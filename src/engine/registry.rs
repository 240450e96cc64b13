// SPDX-License-Identifier: Apache-2.0

//! Driver Registry
//!
//! Ordered `name -> driver` table used by the composite router. Order is
//! registration order and decides the order in which broadcast results are
//! merged.

use std::sync::Arc;

use crate::engine::traits::Driver;
use crate::engine::types::DriverInfo;

/// Registry that holds the drivers a router dispatches to
#[derive(Clone, Default)]
pub struct DriverRegistry {
    drivers: Vec<(String, Arc<dyn Driver>)>,
}

impl DriverRegistry {
    /// Creates a new empty registry
    pub fn new() -> Self {
        Self {
            drivers: Vec::new(),
        }
    }

    /// Registers a driver under its own name.
    pub fn register(&mut self, driver: Arc<dyn Driver>) {
        let name = driver.name().to_string();
        self.insert(name, driver);
    }

    /// Registers a driver under an explicit name.
    ///
    /// A name already present is overwritten in place and keeps its position.
    pub fn insert(&mut self, name: impl Into<String>, driver: Arc<dyn Driver>) {
        let name = name.into();
        match self.drivers.iter_mut().find(|(existing, _)| *existing == name) {
            Some(slot) => slot.1 = driver,
            None => self.drivers.push((name, driver)),
        }
    }

    pub fn remove(&mut self, name: &str) -> Option<Arc<dyn Driver>> {
        let index = self.drivers.iter().position(|(existing, _)| existing == name)?;
        Some(self.drivers.remove(index).1)
    }

    /// Gets a driver by name
    pub fn get(&self, name: &str) -> Option<Arc<dyn Driver>> {
        self.drivers
            .iter()
            .find(|(existing, _)| existing == name)
            .map(|(_, driver)| Arc::clone(driver))
    }

    pub fn contains(&self, name: &str) -> bool {
        self.drivers.iter().any(|(existing, _)| existing == name)
    }

    /// Registered names in registration order
    pub fn list(&self) -> Vec<&str> {
        self.drivers.iter().map(|(name, _)| name.as_str()).collect()
    }

    pub fn iter(&self) -> impl Iterator<Item = (&str, &Arc<dyn Driver>)> {
        self.drivers.iter().map(|(name, driver)| (name.as_str(), driver))
    }

    /// Position of a driver, used to order broadcast results.
    pub fn position(&self, name: &str) -> Option<usize> {
        self.drivers.iter().position(|(existing, _)| existing == name)
    }

    /// Lists all registered drivers with their metadata.
    pub fn list_infos(&self) -> Vec<DriverInfo> {
        self.drivers
            .iter()
            .map(|(name, driver)| DriverInfo {
                name: name.clone(),
                capabilities: driver.info().capabilities,
            })
            .collect()
    }

    /// Returns the number of registered drivers
    pub fn len(&self) -> usize {
        self.drivers.len()
    }

    /// Returns true if no drivers are registered
    pub fn is_empty(&self) -> bool {
        self.drivers.is_empty()
    }
}

impl<N: Into<String>> FromIterator<(N, Arc<dyn Driver>)> for DriverRegistry {
    fn from_iter<I: IntoIterator<Item = (N, Arc<dyn Driver>)>>(iter: I) -> Self {
        let mut registry = DriverRegistry::new();
        for (name, driver) in iter {
            registry.insert(name, driver);
        }
        registry
    }
}
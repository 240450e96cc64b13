// SPDX-License-Identifier: Apache-2.0

//! Router configuration
//!
//! Loaded from a JSON file (defaults when the file is missing), then
//! overridden by `REQUESTER_*` environment variables.

use std::path::{Path, PathBuf};

use serde::{Deserialize, Serialize};
use tracing::{debug, info, warn};

use crate::engine::error::{EngineError, EngineResult};
use crate::engine::types::RouteOptions;

pub const CONFIG_FILE_NAME: &str = "router.json";
pub const DEFAULT_ROUTER_NAME: &str = "composite";

pub const ENV_DISCOVERY: &str = "REQUESTER_DISCOVERY";
pub const ENV_MANY: &str = "REQUESTER_MANY";
pub const ENV_BESTEFFORT: &str = "REQUESTER_BESTEFFORT";
pub const ENV_MAXDEPTH: &str = "REQUESTER_MAXDEPTH";
pub const ENV_EXPLAIN: &str = "REQUESTER_EXPLAIN";
pub const ENV_ASYNC: &str = "REQUESTER_ASYNC";

#[derive(Debug, Clone, PartialEq, Serialize, Deserialize)]
#[serde(default)]
pub struct RouterConfig {
    /// Name the composite router registers under.
    pub name: String,
    pub options: RouteOptions,
    /// Tracing filter directive, `RUST_LOG` still wins.
    pub log_filter: Option<String>,
}

impl Default for RouterConfig {
    fn default() -> Self {
        Self {
            name: DEFAULT_ROUTER_NAME.to_string(),
            options: RouteOptions::default(),
            log_filter: None,
        }
    }
}

impl RouterConfig {
    /// `<config dir>/requester/router.json`
    pub fn default_path() -> Option<PathBuf> {
        dirs::config_dir().map(|dir| dir.join("requester").join(CONFIG_FILE_NAME))
    }

    /// Reads the file at `path`, falling back to defaults when it does not
    /// exist, then applies environment overrides.
    pub fn load(path: &Path) -> EngineResult<Self> {
        let mut config = Self::load_file(path)?;
        config.apply_env_overrides();
        Ok(config)
    }

    /// Reads the file at `path` only; the environment is not consulted.
    pub fn load_file(path: &Path) -> EngineResult<Self> {
        let config = if path.exists() {
            let content = std::fs::read_to_string(path).map_err(|e| {
                EngineError::validation(format!("Failed to read config {:?}: {}", path, e))
            })?;
            let config: RouterConfig = serde_json::from_str(&content).map_err(|e| {
                EngineError::validation(format!("Failed to parse config {:?}: {}", path, e))
            })?;
            info!("Loaded router configuration from {:?}", path);
            config
        } else {
            debug!("No router config file found, using defaults");
            RouterConfig::default()
        };
        Ok(config)
    }

    pub fn save(&self, path: &Path) -> EngineResult<()> {
        if let Some(parent) = path.parent() {
            std::fs::create_dir_all(parent)
                .map_err(|e| EngineError::internal(format!("Failed to create config dir: {}", e)))?;
        }
        let content = serde_json::to_string_pretty(self)
            .map_err(|e| EngineError::internal(format!("Failed to serialize config: {}", e)))?;
        std::fs::write(path, content)
            .map_err(|e| EngineError::internal(format!("Failed to write config: {}", e)))?;
        debug!("Saved router configuration to {:?}", path);
        Ok(())
    }

    pub fn apply_env_overrides(&mut self) {
        self.apply_overrides(|key| std::env::var(key).ok());
    }

    /// Applies overrides from an arbitrary variable source.
    pub fn apply_overrides(&mut self, var: impl Fn(&str) -> Option<String>) {
        let options = &mut self.options;
        if let Some(value) = flag(&var, ENV_DISCOVERY) {
            options.discovery = value;
        }
        if let Some(value) = flag(&var, ENV_MANY) {
            options.many = value;
        }
        if let Some(value) = flag(&var, ENV_BESTEFFORT) {
            options.besteffort = Some(value);
        }
        if let Some(raw) = var(ENV_MAXDEPTH) {
            match raw.trim().parse::<usize>() {
                Ok(depth) => options.maxdepth = depth,
                Err(_) => warn!(variable = ENV_MAXDEPTH, value = %raw, "Ignoring invalid depth"),
            }
        }
        if let Some(value) = flag(&var, ENV_EXPLAIN) {
            options.explain = value;
        }
        if let Some(value) = flag(&var, ENV_ASYNC) {
            options.asynchronous = value;
        }
    }
}

fn flag(var: &impl Fn(&str) -> Option<String>, key: &str) -> Option<bool> {
    let raw = var(key)?;
    match raw.trim().to_ascii_lowercase().as_str() {
        "1" | "true" | "yes" | "on" => Some(true),
        "0" | "false" | "no" | "off" => Some(false),
        _ => {
            warn!(variable = key, value = %raw, "Ignoring invalid boolean");
            None
        }
    }
}

#[cfg(test)]
mod tests {
    use super::*;
    use std::collections::HashMap;

    #[test]
    fn missing_file_gives_defaults() {
        let dir = tempfile::tempdir().unwrap();
        let config = RouterConfig::load_file(&dir.path().join(CONFIG_FILE_NAME)).unwrap();
        assert_eq!(config, RouterConfig::default());
    }

    #[test]
    fn save_then_load() {
        let dir = tempfile::tempdir().unwrap();
        let path = dir.path().join("nested").join(CONFIG_FILE_NAME);
        let config = RouterConfig {
            name: "edge".into(),
            options: RouteOptions::default().with_discovery(true).with_maxdepth(5),
            log_filter: Some("requester=debug".into()),
        };
        config.save(&path).unwrap();

        assert_eq!(RouterConfig::load_file(&path).unwrap(), config);
    }

    #[test]
    fn partial_file_keeps_defaults() {
        let dir = tempfile::tempdir().unwrap();
        let path = dir.path().join(CONFIG_FILE_NAME);
        std::fs::write(&path, r#"{"options": {"many": true}}"#).unwrap();
        let config = RouterConfig::load_file(&path).unwrap();
        assert!(config.options.many);
        assert!(config.options.asynchronous);
        assert_eq!(config.name, DEFAULT_ROUTER_NAME);
    }

    #[test]
    fn invalid_file_is_a_validation_error() {
        let dir = tempfile::tempdir().unwrap();
        let path = dir.path().join(CONFIG_FILE_NAME);
        std::fs::write(&path, "{not json").unwrap();
        assert!(matches!(
            RouterConfig::load_file(&path),
            Err(EngineError::ValidationError { .. })
        ));
    }

    #[test]
    fn overrides_win_over_file() {
        let vars: HashMap<&str, &str> = HashMap::from([
            (ENV_DISCOVERY, "true"),
            (ENV_BESTEFFORT, "0"),
            (ENV_MAXDEPTH, "7"),
            (ENV_ASYNC, "off"),
            (ENV_EXPLAIN, "maybe"),
        ]);
        let dir = tempfile::tempdir().unwrap();
        let path = dir.path().join(CONFIG_FILE_NAME);
        std::fs::write(&path, r#"{"options": {"discovery": false, "maxdepth": 3}}"#).unwrap();
        let mut config = RouterConfig::load_file(&path).unwrap();
        assert_eq!(config.options.maxdepth, 3);
        config.apply_overrides(|key| vars.get(key).map(|v| v.to_string()));

        assert!(config.options.discovery);
        assert_eq!(config.options.besteffort, Some(false));
        assert_eq!(config.options.maxdepth, 7);
        assert!(!config.options.asynchronous);
        assert!(!config.options.explain);
    }
}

Exercise goal: If a line in the data above contains "None", return that line.

Your solution:
            None => self.drivers.push((name, driver)),
            log_filter: None,
            None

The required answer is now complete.